[bgpd] Peer delete can race with reconfig leading to crash
2007-02-22 Paul Jakma <paul.jakma@sun.com>
* bgp_fsm.c: (bgp_fsm_change_status) Handle state change into
clearing or greater here. Simpler.
(bgp_event) Clearing state change work moved to previous
* bgp_route.c: (bgp_clear_route_node) Clearing adj-in here
is too late, as it leaves a race between a peer being deleted
and an identical peer being configured before clearing
completes, leading to a crash.
Simplest fix is to clean peers Adj-in up-front, rather than
queueing such work.
(bgp_clear_route_table) Clear peer's Adj-In and Adj-Out
up-front here, rather than queueing such work.

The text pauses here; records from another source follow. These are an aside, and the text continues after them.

// Copyright 2018-2020 Peter Williams
// Licensed under the MIT License.

//! The `OI_CORR` table: a sparse correlation matrix between data points.

use oifits_fits::{BinTable, Column, ColumnData, HeaderValue};

use super::{new_bintable, read_required_keyword, read_revision, set_text, NamedTable, OiTable};
use crate::errors::{OifitsError, Result};
use crate::index::IndexKind;

/// An `OI_CORR` table.
///
/// Only the non-zero elements of the matrix are stored, as
/// `(iindx, jindx, corr)` triplets. Indices are 1-based, referring to the
/// `CORRINDX_*` values of measurement tables.
#[derive(Clone, Debug, PartialEq)]
pub struct CorrTable {
    pub revision: i32,
    pub corrname: String,
    /// The total number of correlated data points.
    pub ndata: i32,
    iindx: Vec<i32>,
    jindx: Vec<i32>,
    corr: Vec<f64>,
}

impl CorrTable {
    pub fn new<S: Into<String>>(corrname: S, ndata: i32) -> Self {
        CorrTable {
            revision: Self::CURRENT_REVISION,
            corrname: corrname.into(),
            ndata,
            iindx: Vec::new(),
            jindx: Vec::new(),
            corr: Vec::new(),
        }
    }

    /// Add a non-zero correlation.
    pub fn push(&mut self, iindx: i32, jindx: i32, corr: f64) {
        self.iindx.push(iindx);
        self.jindx.push(jindx);
        self.corr.push(corr);
    }

    /// The number of non-zero correlations.
    pub fn ncorr(&self) -> usize {
        self.corr.len()
    }

    /// Iterate over the `(iindx, jindx, corr)` triplets.
    pub fn iter(&self) -> impl Iterator<Item = (i32, i32, f64)> + '_ {
        self.iindx
            .iter()
            .zip(&self.jindx)
            .zip(&self.corr)
            .map(|((i, j), c)| (*i, *j, *c))
    }

    pub fn iindx(&self) -> &[i32] {
        &self.iindx
    }

    pub fn jindx(&self) -> &[i32] {
        &self.jindx
    }

    pub fn corr(&self) -> &[f64] {
        &self.corr
    }

    pub fn corr_mut(&mut self) -> &mut [f64] {
        &mut self.corr
    }
}

impl OiTable for CorrTable {
    const EXTNAME: &'static str = "OI_CORR";
    const CURRENT_REVISION: i32 = 1;

    fn revision(&self) -> i32 {
        self.revision
    }

    fn to_bintable(&self, extver: i32) -> Result<BinTable> {
        let mut t = new_bintable::<Self>(self.revision, extver, self.ncorr());
        set_text(&mut t, "CORRNAME", &self.corrname);
        t.header.set("NDATA", HeaderValue::Integer(self.ndata as i64));
        t.push_column(Column::new("IINDX", 1, ColumnData::Int32(self.iindx.clone())))?;
        t.push_column(Column::new("JINDX", 1, ColumnData::Int32(self.jindx.clone())))?;
        t.push_column(Column::new("CORR", 1, ColumnData::Float64(self.corr.clone())))?;
        Ok(t)
    }

    fn from_bintable(table: &BinTable) -> Result<Self> {
        let iindx = table.column("IINDX")?.to_i32_vec()?;
        let jindx = table.column("JINDX")?.to_i32_vec()?;
        let corr = table.column("CORR")?.to_f64_vec()?;

        for &(column, len) in [("IINDX", iindx.len()), ("JINDX", jindx.len())].iter() {
            if len != corr.len() {
                return Err(OifitsError::LengthMismatch {
                    column,
                    expected: corr.len(),
                    actual: len,
                });
            }
        }

        Ok(CorrTable {
            revision: read_revision(table)?,
            corrname: read_required_keyword(table, "CORRNAME")?,
            ndata: table.header.require_int("NDATA")? as i32,
            iindx,
            jindx,
            corr,
        })
    }
}

impl NamedTable for CorrTable {
    const KIND: IndexKind = IndexKind::Corr;

    fn name(&self) -> &str {
        &self.corrname
    }
}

Extensive comment added on the various bits of indexed data
that exist and how they need to be dealt with.
(bgp_clear_route) Update comment.
diff --git a/bgpd/ChangeLog b/bgpd/ChangeLog
index 257b0ee..7e964c9 100644
--- a/bgpd/ChangeLog
+++ b/bgpd/ChangeLog
@@ -1,3 +1,20 @@
+2007-02-22 Paul Jakma <paul.jakma@sun.com>
+
+ * bgp_fsm.c: (bgp_fsm_change_status) Handle state change into
+ clearing or greater here. Simpler.
+ (bgp_event) Clearing state change work moved to previous
+ * bgp_route.c: (bgp_clear_route_node) Clearing adj-in here
+ is too late, as it leaves a race between a peer being deleted
+ and an identical peer being configured before clearing
+ completes, leading to a crash.
+ Simplest fix is to clean peers Adj-in up-front, rather than
+ queueing such work.
+ (bgp_clear_route_table) Clear peer's Adj-In and Adj-Out
+ up-front here, rather than queueing such work.

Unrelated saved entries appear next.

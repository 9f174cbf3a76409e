// Copyright 2018-2020 Peter Williams
// Licensed under the MIT License.

//! Load an OIFITS file and print a summary of its contents.

use anyhow::{Context, Error};
use clap::{Arg, Command};
use oifits::Container;
use oifits_core::notify::{run_with_notifications, ClapNotificationArgsExt, NotificationBackend};
use oifits_core::on_note;
use std::ffi::OsString;
use std::process;

fn main() {
    let matches = Command::new("oifits_summary")
        .version("0.1.0")
        .about("Summarize the contents of an OIFITS file.")
        .oifits_notify_args()
        .arg(
            Arg::new("PATH")
                .help("The path to the OIFITS file")
                .value_parser(clap::value_parser!(OsString))
                .required(true)
                .index(1),
        )
        .get_matches();

    process::exit(run_with_notifications(matches, |matches, nb| -> Result<i32, Error> {
        let path = matches
            .get_one::<OsString>("PATH")
            .context("no path given")?;

        inner(path, nb)
    }));
}

fn inner(path: &OsString, nb: &mut dyn NotificationBackend) -> Result<i32, Error> {
    let data = Container::read(path, nb)
        .with_context(|| format!("failed to load {}", path.to_string_lossy()))?;

    on_note!(
        nb,
        "loaded {} measurement tables",
        data.vis().len() + data.vis2().len() + data.t3().len() + data.spectra().len()
    );

    data.print_summary();

    if data.is_oifits_two() {
        println!("\nConforms to OIFITS version 2.");
    } else if data.is_oifits_one() {
        println!("\nConforms to OIFITS version 1.");
    } else {
        println!("\nMixes table revisions from both versions of OIFITS.");
    }

    Ok(0)
}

+ Extensive comment added on the various bits of indexed data
+ that exist and how they need to be dealt with.
+ (bgp_clear_route) Update comment.
+
2006-12-12 Andrew J. Schorr <ajschorr@alumni.princeton.edu>
* bgp_nexthop.c: (bgp_connected_add, bgp_connected_delete)

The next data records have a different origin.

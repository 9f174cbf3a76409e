// Copyright 2018-2020 Peter Williams
// Licensed under the MIT License.

//! In-memory operations on data sets.

mod common;

use oifits::{
    ArrayTable, BufferingNotificationBackend, Container, DataCounts, IndexKind,
    NoopNotificationBackend, OifitsError, T3Table, Vis2Table, VisRecord, VisTable,
};

#[test]
fn telescope_name_synthesis() {
    let mut c = Container::new();
    c.synthesize_header();
    assert_eq!(c.header.telescop, "UNKNOWN");
    assert_eq!(c.header.instrume, "MULTIPLE");
    assert_eq!(c.header.object, "MULTIPLE");
    assert_eq!(c.header.date_obs, "");

    c.add_array(ArrayTable::new("VLTI"));
    c.synthesize_header();
    assert_eq!(c.header.telescop, "VLTI");

    c.add_array(ArrayTable::new("CHARA"));
    c.synthesize_header();
    assert_eq!(c.header.telescop, "MULTIPLE");
}

#[test]
fn object_and_instrument_synthesis() {
    let mut c = Container::new();
    c.targets.targets.push(common::target(1, "Betelgeuse"));
    c.add_wavelength(common::wavelengths("AMBER"));
    c.synthesize_header();
    assert_eq!(c.header.object, "Betelgeuse");
    assert_eq!(c.header.instrume, "AMBER");

    c.targets.targets.push(common::target(2, "Rigel"));
    c.add_wavelength(common::wavelengths("GRAVITY"));
    c.synthesize_header();
    assert_eq!(c.header.object, "MULTIPLE");
    assert_eq!(c.header.instrume, "MULTIPLE");
}

#[test]
fn earliest_date_skips_garbage() {
    let mut c = Container::new();
    let mut nb = NoopNotificationBackend::new();

    for date in &["2020-05-01", "2019-11-30", "2021-01-01", "sometime", "2019-02-30"] {
        let mut t3 = T3Table::new("AMBER", 2);
        t3.date_obs = (*date).to_owned();
        c.add_t3(t3, &mut nb);
    }

    c.synthesize_header();
    assert_eq!(c.header.date_obs, "2019-11-30");
}

#[test]
fn unparseable_dates_leave_date_alone() {
    let mut c = Container::new();
    let mut nb = NoopNotificationBackend::new();
    c.header.date_obs = "2001-02-03".to_owned();

    let mut vis2 = Vis2Table::new("AMBER", 2);
    vis2.date_obs = "2020/05/01".to_owned();
    c.add_vis2(vis2, &mut nb);

    c.synthesize_header();
    assert_eq!(c.header.date_obs, "2001-02-03");
}

#[test]
fn unknown_names_do_not_touch_the_index() {
    let c = common::sample();
    let before = c.index().len();
    assert!(c.lookup_array("NPOI").is_none());
    assert!(c.lookup_wavelength("NPOI").is_none());
    assert!(c.lookup_corr("").is_none());
    assert_eq!(c.index().len(), before);
    assert!(!c.index().contains(IndexKind::Array, "NPOI"));
}

#[test]
fn unreferenced_tables_load_but_are_not_indexed() {
    let mut c = common::sample();
    c.add_array(common::array("CHARA"));

    let back = common::reload(&c);
    assert_eq!(back.arrays().len(), 2);
    assert_eq!(back.arrays()[1].arrname, "CHARA");
    assert!(!back.index().contains(IndexKind::Array, "CHARA"));
    assert!(back.lookup_array("CHARA").is_none());
    assert!(back.lookup_element("CHARA", 1).is_none());
    assert!(back.lookup_array("VLTI").is_some());
}

#[test]
fn shared_names_resolve_to_one_table() {
    let c = common::sample();
    let by_vis = c.lookup_wavelength(&c.vis()[0].insname).unwrap();
    let by_t3 = c.lookup_wavelength(&c.t3()[0].insname).unwrap();
    assert!(std::ptr::eq(by_vis, by_t3));
    assert!(std::ptr::eq(by_vis, &c.wavelengths()[0]));
}

#[test]
fn dangling_references_warn_once_per_table() {
    let mut c = Container::new();
    let mut nb = BufferingNotificationBackend::new();
    c.add_wavelength(common::wavelengths("AMBER"));

    let mut vis2 = Vis2Table::new("AMBER", common::NWAVE);
    vis2.arrname = "CHARA".to_owned();
    vis2.corrname = "NOCORR".to_owned();
    c.add_vis2(vis2, &mut nb);

    let msgs: Vec<_> = nb.messages().map(|(_, text)| text.to_owned()).collect();
    assert_eq!(
        msgs,
        vec![
            "missing OI_ARRAY with ARRNAME=CHARA".to_owned(),
            "missing OI_CORR with CORRNAME=NOCORR".to_owned(),
        ]
    );
    assert!(c.index().contains(IndexKind::Wavelength, "AMBER"));
    assert!(!c.index().contains(IndexKind::Array, "CHARA"));
}

#[test]
fn first_duplicate_target_wins() {
    let mut c = Container::new();
    c.targets.targets.push(common::target(7, "Betelgeuse"));
    c.targets.targets.push(common::target(7, "Rigel"));
    c.targets.targets.push(common::target(8, "Rigel"));

    assert_eq!(c.lookup_target(7).map(|t| t.target.as_str()), Some("Betelgeuse"));
    assert_eq!(c.lookup_target(9), None);
    assert_eq!(c.lookup_target_by_name("Rigel").map(|t| t.target_id), Some(7));
}

#[test]
fn revision_checks() {
    let mut c = common::sample();
    assert!(c.is_oifits_two());
    assert!(!c.is_oifits_one());

    c.spectra_mut()[0].revision = 2;
    assert!(!c.is_oifits_two());
    c.spectra_mut()[0].revision = 1;

    c.polars_mut()[0].revision = 2;
    assert!(!c.is_oifits_two());
}

#[test]
fn deep_copies_are_independent() {
    let c = common::sample();
    let mut copy = c.vis()[0].clone();
    assert_eq!(&copy, &c.vis()[0]);

    let rec = copy.records_mut().next().unwrap();
    rec.visamp_mut()[0] = -1.;
    rec.iviserr_mut().unwrap()[1] = 99.;

    let orig = c.vis()[0].records().get(0).unwrap();
    assert_eq!(orig.visamp()[0], 0.75);
    assert_eq!(orig.iviserr().unwrap()[1], 0.02);
    assert_eq!(orig.rviserr().unwrap()[1], 0.01);
    assert_ne!(&copy, &c.vis()[0]);

    let plain = VisTable::new("AMBER", 2, false, false);
    let plain_copy = plain.clone();
    assert!(!plain_copy.usevisrefmap());
    assert!(!plain_copy.usecomplex());
}

#[test]
fn copied_iviserr_is_not_rviserr() {
    let c = common::sample();
    let copy = c.vis()[0].clone();
    let rec = copy.records().get(0).unwrap();
    assert_eq!(rec.rviserr().unwrap()[0], 0.01);
    assert_eq!(rec.iviserr().unwrap()[0], 0.02);
}

#[test]
fn mis_sized_records_are_rejected() {
    let mut vis2 = Vis2Table::new("AMBER", 3);
    let other = Vis2Table::new("AMBER", 4);

    match vis2.push(other.new_record()) {
        Err(OifitsError::ChannelCount { expected: 3, actual: 4 }) => {}
        other => panic!("unexpected result {other:?}"),
    }

    let mut vis = VisTable::new("AMBER", 3, true, false);
    let rec = VisRecord::new(3, true, false);
    assert_eq!(rec.visrefmap().map(|m| m.len()), Some(9));
    vis.push(rec).unwrap();

    match vis.push(VisRecord::new(3, false, false)) {
        Err(OifitsError::FeatureMismatch(_)) => {}
        other => panic!("unexpected result {other:?}"),
    }
}

#[test]
fn data_counts_skip_flagged_points() {
    let mut c = common::sample();
    let mut nb = NoopNotificationBackend::new();
    assert_eq!(
        c.count_data(),
        DataCounts {
            vis: 2,
            vis2: 3,
            t3: 3
        }
    );

    let mut vis2 = Vis2Table::new("AMBER", common::NWAVE);

    for _ in 0..2 {
        let mut rec = vis2.new_record();
        rec.flag_mut()[1] = true;
        vis2.push(rec).unwrap();
    }

    c.add_vis2(vis2, &mut nb);
    assert_eq!(c.count_data().vis2, 7);
}

fn timed_vis2(mjds: &[f64]) -> Vis2Table {
    let mut vis2 = Vis2Table::new("AMBER", common::NWAVE);

    for mjd in mjds {
        let mut rec = vis2.new_record();
        rec.mjd = *mjd;
        vis2.push(rec).unwrap();
    }

    vis2
}

#[test]
fn atomic_data_sets() {
    let mut nb = NoopNotificationBackend::new();
    let mut c = Container::new();
    assert!(!c.is_atomic(0.5));

    c.targets.targets.push(common::target(1, "Betelgeuse"));
    c.add_wavelength(common::wavelengths("AMBER"));
    assert!(!c.is_atomic(0.5));

    c.add_vis2(timed_vis2(&[58970.1, 58970.3]), &mut nb);
    assert!(c.is_atomic(0.5));

    c.add_vis2(timed_vis2(&[58970.7]), &mut nb);
    assert!(!c.is_atomic(0.5));
    assert!(c.is_atomic(1.0));

    c.targets.targets.push(common::target(2, "Rigel"));
    assert!(!c.is_atomic(1.0));
}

diff --git a/bgpd/bgp_fsm.c b/bgpd/bgp_fsm.c
index d704c29..db7e69a 100644
--- a/bgpd/bgp_fsm.c
+++ b/bgpd/bgp_fsm.c
@@ -409,10 +409,16 @@
{
bgp_dump_state (peer, peer->status, status);
+ /* Transition into Clearing or Deleted must /always/ clear all routes..
+ * (and must do so before actually changing into Deleted..
+ */
+ if (status >= Clearing)
+ bgp_clear_route_all (peer);
+
/* Preserve old status and change into new status. */
peer->ostatus = peer->status;
peer->status = status;
-
+
if (BGP_DEBUG (normal, NORMAL))
zlog_debug ("%s went from %s to %s",
peer->host,
@@ -1089,13 +1095,7 @@
{
/* If status is changed. */
if (next != peer->status)
- {
- /* Transition into Clearing must /always/ clear all routes.. */
- if (next == Clearing)
- bgp_clear_route_all (peer);
-
- bgp_fsm_change_status (peer, next);
- }
+ bgp_fsm_change_status (peer, next);
/* Make sure timer is set. */
bgp_timer_set (peer);
diff --git a/bgpd/bgp_route.c b/bgpd/bgp_route.c
index ce44842..c464cd0 100644
--- a/bgpd/bgp_route.c
+++ b/bgpd/bgp_route.c
@@ -2490,8 +2490,6 @@
{
struct bgp_node *rn = data;
struct peer *peer = wq->spec.data;
- struct bgp_adj_in *ain;
- struct bgp_adj_out *aout;
struct bgp_info *ri;
afi_t afi = rn->table->afi;
safi_t safi = rn->table->safi;
@@ -2511,20 +2509,6 @@
bgp_rib_remove (rn, ri, peer, afi, safi);
break;
}
- for (ain = rn->adj_in; ain; ain = ain->next)
- if (ain->peer == peer)
- {
- bgp_adj_in_remove (rn, ain);
- bgp_unlock_node (rn);
- break;
- }
- for (aout = rn->adj_out; aout; aout = aout->next)
- if (aout->peer == peer)
- {
- bgp_adj_out_remove (rn, aout, peer, afi, safi);
- bgp_unlock_node (rn);
- break;
- }
return WQ_SUCCESS;
}
@@ -2577,6 +2561,7 @@
{
struct bgp_node *rn;
+
if (! table)
table = (rsclient) ? rsclient->rib[afi][safi] : peer->bgp->rib[afi][safi];
@@ -2586,11 +2571,65 @@
for (rn = bgp_table_top (table); rn; rn = bgp_route_next (rn))
{
+ struct bgp_info *ri;
+ struct bgp_adj_in *ain;
+ struct bgp_adj_out *aout;
+
if (rn->info == NULL)
continue;
-
- bgp_lock_node (rn); /* unlocked: bgp_clear_node_queue_del */
- work_queue_add (peer->clear_node_queue, rn);
+
+ /* XXX:TODO: This is suboptimal, every non-empty route_node is
+ * queued for every clearing peer, regardless of whether it is
+ * relevant to the peer at hand.
+ *
+ * Overview: There are 3 different indices which need to be
+ * scrubbed, potentially, when a peer is removed:
+ *
+ * 1 peer's routes visible via the RIB (ie accepted routes)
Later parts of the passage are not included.